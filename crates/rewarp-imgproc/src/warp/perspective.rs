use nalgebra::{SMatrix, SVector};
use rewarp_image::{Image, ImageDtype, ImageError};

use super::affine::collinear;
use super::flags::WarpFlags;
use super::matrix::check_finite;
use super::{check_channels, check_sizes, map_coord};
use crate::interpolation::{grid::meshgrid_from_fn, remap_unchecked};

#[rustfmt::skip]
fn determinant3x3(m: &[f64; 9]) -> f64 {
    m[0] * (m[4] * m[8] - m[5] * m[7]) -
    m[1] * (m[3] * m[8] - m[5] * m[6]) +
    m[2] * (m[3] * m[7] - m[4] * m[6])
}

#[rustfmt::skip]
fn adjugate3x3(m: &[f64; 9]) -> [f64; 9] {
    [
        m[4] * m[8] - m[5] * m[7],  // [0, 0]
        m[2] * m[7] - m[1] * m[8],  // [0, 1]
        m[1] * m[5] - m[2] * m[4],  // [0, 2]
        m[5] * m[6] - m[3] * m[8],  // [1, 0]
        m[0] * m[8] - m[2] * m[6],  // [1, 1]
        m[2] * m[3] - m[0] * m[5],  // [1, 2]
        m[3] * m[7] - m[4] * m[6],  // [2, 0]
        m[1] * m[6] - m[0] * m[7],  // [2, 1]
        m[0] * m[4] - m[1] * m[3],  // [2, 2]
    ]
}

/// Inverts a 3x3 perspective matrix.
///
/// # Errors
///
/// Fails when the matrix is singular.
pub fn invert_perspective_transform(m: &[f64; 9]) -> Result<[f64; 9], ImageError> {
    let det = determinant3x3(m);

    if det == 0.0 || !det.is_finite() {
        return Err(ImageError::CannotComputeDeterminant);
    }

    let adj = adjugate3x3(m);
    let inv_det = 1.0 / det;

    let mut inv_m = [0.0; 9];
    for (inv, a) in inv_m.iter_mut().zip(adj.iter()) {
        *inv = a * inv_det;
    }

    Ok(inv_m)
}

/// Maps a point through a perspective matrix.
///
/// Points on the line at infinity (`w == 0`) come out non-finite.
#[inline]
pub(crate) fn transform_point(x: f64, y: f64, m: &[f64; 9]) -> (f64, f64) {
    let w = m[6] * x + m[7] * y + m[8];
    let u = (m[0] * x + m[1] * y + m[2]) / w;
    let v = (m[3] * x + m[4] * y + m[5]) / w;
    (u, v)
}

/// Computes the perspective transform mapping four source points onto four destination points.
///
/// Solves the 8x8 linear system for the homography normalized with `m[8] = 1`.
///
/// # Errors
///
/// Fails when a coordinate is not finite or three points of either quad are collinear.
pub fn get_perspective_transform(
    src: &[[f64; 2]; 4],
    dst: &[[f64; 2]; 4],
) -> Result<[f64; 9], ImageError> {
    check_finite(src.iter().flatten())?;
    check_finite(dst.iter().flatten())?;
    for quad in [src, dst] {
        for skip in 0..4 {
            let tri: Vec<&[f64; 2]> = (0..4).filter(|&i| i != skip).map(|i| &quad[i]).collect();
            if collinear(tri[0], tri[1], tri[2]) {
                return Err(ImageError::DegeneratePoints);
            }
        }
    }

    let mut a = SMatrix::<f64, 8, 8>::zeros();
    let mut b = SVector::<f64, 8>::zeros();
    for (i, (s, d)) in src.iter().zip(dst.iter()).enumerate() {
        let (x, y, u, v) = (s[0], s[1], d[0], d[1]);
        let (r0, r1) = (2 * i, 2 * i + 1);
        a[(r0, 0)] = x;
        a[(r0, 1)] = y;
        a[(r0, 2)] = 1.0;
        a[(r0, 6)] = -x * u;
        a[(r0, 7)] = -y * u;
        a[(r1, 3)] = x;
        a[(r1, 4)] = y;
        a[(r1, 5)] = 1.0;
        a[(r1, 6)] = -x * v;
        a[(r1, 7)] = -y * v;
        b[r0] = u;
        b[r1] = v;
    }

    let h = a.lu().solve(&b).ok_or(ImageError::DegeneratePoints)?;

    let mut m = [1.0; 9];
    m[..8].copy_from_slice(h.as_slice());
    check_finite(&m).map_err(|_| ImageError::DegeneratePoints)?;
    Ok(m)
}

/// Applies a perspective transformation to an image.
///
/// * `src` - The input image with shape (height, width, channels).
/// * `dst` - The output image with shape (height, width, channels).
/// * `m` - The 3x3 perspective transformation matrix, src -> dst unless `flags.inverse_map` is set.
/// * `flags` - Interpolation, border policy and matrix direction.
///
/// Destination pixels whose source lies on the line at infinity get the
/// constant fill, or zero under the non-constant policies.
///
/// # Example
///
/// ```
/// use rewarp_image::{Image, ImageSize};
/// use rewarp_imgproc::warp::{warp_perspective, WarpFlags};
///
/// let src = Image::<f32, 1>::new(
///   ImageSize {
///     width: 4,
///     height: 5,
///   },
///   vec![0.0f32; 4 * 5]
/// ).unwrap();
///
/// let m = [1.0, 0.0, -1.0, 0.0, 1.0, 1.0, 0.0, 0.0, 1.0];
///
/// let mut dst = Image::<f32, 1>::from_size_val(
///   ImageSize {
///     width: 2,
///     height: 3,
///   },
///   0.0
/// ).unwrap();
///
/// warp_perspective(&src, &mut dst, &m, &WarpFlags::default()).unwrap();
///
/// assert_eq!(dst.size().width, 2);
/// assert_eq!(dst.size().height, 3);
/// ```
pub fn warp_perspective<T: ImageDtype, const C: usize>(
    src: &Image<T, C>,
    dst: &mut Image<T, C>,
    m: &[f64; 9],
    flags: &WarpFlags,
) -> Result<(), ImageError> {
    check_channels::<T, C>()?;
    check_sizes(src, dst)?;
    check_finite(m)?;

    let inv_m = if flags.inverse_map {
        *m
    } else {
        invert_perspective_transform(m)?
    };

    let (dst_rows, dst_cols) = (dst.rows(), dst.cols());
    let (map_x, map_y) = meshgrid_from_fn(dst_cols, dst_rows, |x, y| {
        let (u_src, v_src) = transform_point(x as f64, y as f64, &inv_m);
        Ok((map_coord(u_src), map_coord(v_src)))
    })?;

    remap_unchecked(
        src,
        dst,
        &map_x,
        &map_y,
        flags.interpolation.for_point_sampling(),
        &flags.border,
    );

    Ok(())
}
================
Once you have read the entries, reproduce each one exactly.

filename crates/rewarp-imgproc/src/warp/perspective.rs
use nalgebra::{SMatrix, SVector};
use rewarp_image::{Image, ImageDtype, ImageError};

use super::affine::collinear;
use super::flags::WarpFlags;
use super::matrix::check_finite;
use super::{check_channels, check_sizes, map_coord};
use crate::interpolation::{grid::meshgrid_from_fn, remap_unchecked};

#[rustfmt::skip]
fn determinant3x3(m: &[f64; 9]) -> f64 {
    m[0] * (m[4] * m[8] - m[5] * m[7]) -
    m[1] * (m[3] * m[8] - m[5] * m[6]) +
    m[2] * (m[3] * m[7] - m[4] * m[6])
}

#[rustfmt::skip]
fn adjugate3x3(m: &[f64; 9]) -> [f64; 9] {
    [
        m[4] * m[8] - m[5] * m[7],  // [0, 0]
        m[2] * m[7] - m[1] * m[8],  // [0, 1]
        m[1] * m[5] - m[2] * m[4],  // [0, 2]
        m[5] * m[6] - m[3] * m[8],  // [1, 0]
        m[0] * m[8] - m[2] * m[6],  // [1, 1]
        m[2] * m[3] - m[0] * m[5],  // [1, 2]
        m[3] * m[7] - m[4] * m[6],  // [2, 0]
        m[1] * m[6] - m[0] * m[7],  // [2, 1]
        m[0] * m[4] - m[1] * m[3],  // [2, 2]
    ]
}

/// Inverts a 3x3 perspective matrix.
///
/// # Errors
///
/// Fails when the matrix is singular.
pub fn invert_perspective_transform(m: &[f64; 9]) -> Result<[f64; 9], ImageError> {
    let det = determinant3x3(m);

    if det == 0.0 || !det.is_finite() {
        return Err(ImageError::CannotComputeDeterminant);
    }

    let adj = adjugate3x3(m);
    let inv_det = 1.0 / det;

    let mut inv_m = [0.0; 9];
    for (inv, a) in inv_m.iter_mut().zip(adj.iter()) {
        *inv = a * inv_det;
    }

    Ok(inv_m)
}

/// Maps a point through a perspective matrix.
///
/// Points on the line at infinity (`w == 0`) come out non-finite.
#[inline]
pub(crate) fn transform_point(x: f64, y: f64, m: &[f64; 9]) -> (f64, f64) {
    let w = m[6] * x + m[7] * y + m[8];
    let u = (m[0] * x + m[1] * y + m[2]) / w;
    let v = (m[3] * x + m[4] * y + m[5]) / w;
    (u, v)
}

/// Computes the perspective transform mapping four source points onto four destination points.
///
/// Solves the 8x8 linear system for the homography normalized with `m[8] = 1`.
///
/// # Errors
///
/// Fails when a coordinate is not finite or three points of either quad are collinear.
pub fn get_perspective_transform(
    src: &[[f64; 2]; 4],
    dst: &[[f64; 2]; 4],
) -> Result<[f64; 9], ImageError> {
    check_finite(src.iter().flatten())?;
    check_finite(dst.iter().flatten())?;
    for quad in [src, dst] {
        for skip in 0..4 {
            let tri: Vec<&[f64; 2]> = (0..4).filter(|&i| i != skip).map(|i| &quad[i]).collect();
            if collinear(tri[0], tri[1], tri[2]) {
                return Err(ImageError::DegeneratePoints);
            }
        }
    }

    let mut a = SMatrix::<f64, 8, 8>::zeros();
    let mut b = SVector::<f64, 8>::zeros();
    for (i, (s, d)) in src.iter().zip(dst.iter()).enumerate() {
        let (x, y, u, v) = (s[0], s[1], d[0], d[1]);
        let (r0, r1) = (2 * i, 2 * i + 1);
        a[(r0, 0)] = x;
        a[(r0, 1)] = y;
        a[(r0, 2)] = 1.0;
        a[(r0, 6)] = -x * u;
        a[(r0, 7)] = -y * u;
        a[(r1, 3)] = x;
        a[(r1, 4)] = y;
        a[(r1, 5)] = 1.0;
        a[(r1, 6)] = -x * v;
        a[(r1, 7)] = -y * v;
        b[r0] = u;
        b[r1] = v;
    }

    let h = a.lu().solve(&b).ok_or(ImageError::DegeneratePoints)?;

    let mut m = [1.0; 9];
    m[..8].copy_from_slice(h.as_slice());
    check_finite(&m).map_err(|_| ImageError::DegeneratePoints)?;
    Ok(m)
}

/// Applies a perspective transformation to an image.
///
/// * `src` - The input image with shape (height, width, channels).
/// * `dst` - The output image with shape (height, width, channels).
/// * `m` - The 3x3 perspective transformation matrix, src -> dst unless `flags.inverse_map` is set.
/// * `flags` - Interpolation, border policy and matrix direction.
///
/// Destination pixels whose source lies on the line at infinity get the
/// constant fill, or zero under the non-constant policies.
///
/// # Example
///
/// ```
/// use rewarp_image::{Image, ImageSize};
/// use rewarp_imgproc::warp::{warp_perspective, WarpFlags};
///
/// let src = Image::<f32, 1>::new(
///   ImageSize {
///     width: 4,
///     height: 5,
///   },
///   vec![0.0f32; 4 * 5]
/// ).unwrap();
///
/// let m = [1.0, 0.0, -1.0, 0.0, 1.0, 1.0, 0.0, 0.0, 1.0];
///
/// let mut dst = Image::<f32, 1>::from_size_val(
///   ImageSize {
///     width: 2,
///     height: 3,
///   },
///   0.0
/// ).unwrap();
///
/// warp_perspective(&src, &mut dst, &m, &WarpFlags::default()).unwrap();
///
/// assert_eq!(dst.size().width, 2);
/// assert_eq!(dst.size().height, 3);
/// ```
pub fn warp_perspective<T: ImageDtype, const C: usize>(
    src: &Image<T, C>,
    dst: &mut Image<T, C>,
    m: &[f64; 9],
    flags: &WarpFlags,
) -> Result<(), ImageError> {
    check_channels::<T, C>()?;
    check_sizes(src, dst)?;
    check_finite(m)?;

    let inv_m = if flags.inverse_map {
        *m
    } else {
        invert_perspective_transform(m)?
    };

    let (dst_rows, dst_cols) = (dst.rows(), dst.cols());
    let (map_x, map_y) = meshgrid_from_fn(dst_cols, dst_rows, |x, y| {
        let (u_src, v_src) = transform_point(x as f64, y as f64, &inv_m);
        Ok((map_coord(u_src), map_coord(v_src)))
    })?;

    remap_unchecked(
        src,
        dst,
        &map_x,
        &map_y,
        flags.interpolation.for_point_sampling(),
        &flags.border,
    );

    Ok(())
}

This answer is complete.